Should a line in the entries below contain "Signing", return that line.

┌──

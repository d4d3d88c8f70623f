//! services/api/src/web/token.rs
//!
//! Issues and verifies the signed, time-limited session tokens (HS256 JWTs).
//! Tokens are stateless: nothing about them is stored server-side.

use bookshelf_core::domain::User;
use chrono::{DateTime, Duration, Utc};
use jsonwebtoken::{decode, encode, Algorithm, DecodingKey, EncodingKey, Header, Validation};
use serde::{Deserialize, Serialize};

/// Lifetime of every session token and of the cookie that carries it.
pub const SESSION_TTL_SECONDS: i64 = 60 * 60;

/// The one claim shape used by every token this service issues.
#[derive(Debug, Clone, PartialEq, Eq, Serialize, Deserialize)]
pub struct SessionClaims {
    /// The user's id.
    pub sub: i64,
    pub email: String,
    pub iat: i64,
    pub exp: i64,
}

#[derive(Debug, thiserror::Error)]
pub enum TokenError {
    /// Bad signature, malformed token or expired.
    #[error("invalid session token")]
    Invalid,
    #[error("failed to sign session token: {0}")]
    Signing(String),
}

pub struct TokenService {
    encoding_key: EncodingKey,
    decoding_key: DecodingKey,
    validation: Validation,
}

impl TokenService {
    pub fn new(secret: &[u8]) -> Self {
        let mut validation = Validation::new(Algorithm::HS256);
        validation.leeway = 0;
        Self {
            encoding_key: EncodingKey::from_secret(secret),
            decoding_key: DecodingKey::from_secret(secret),
            validation,
        }
    }

    pub fn issue(&self, user: &User) -> Result<String, TokenError> {
        self.issue_at(user, Utc::now())
    }

    /// Issues a token as if it were created at `issued_at`.
    pub fn issue_at(&self, user: &User, issued_at: DateTime<Utc>) -> Result<String, TokenError> {
        let claims = SessionClaims {
            sub: user.id,
            email: user.email.clone(),
            iat: issued_at.timestamp(),
            exp: (issued_at + Duration::seconds(SESSION_TTL_SECONDS)).timestamp(),
        };
        encode(&Header::new(Algorithm::HS256), &claims, &self.encoding_key)
            .map_err(|e| TokenError::Signing(e.to_string()))
    }

    pub fn verify(&self, token: &str) -> Result<SessionClaims, TokenError> {
        decode::<SessionClaims>(token, &self.decoding_key, &self.validation)
            .map(|data| data.claims)
            .map_err(|_| TokenError::Invalid)
    }
}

└──

SOLUTION FOR THIS TASK:
    Signing(String),
            .map_err(|e| TokenError::Signing(e.to_string()))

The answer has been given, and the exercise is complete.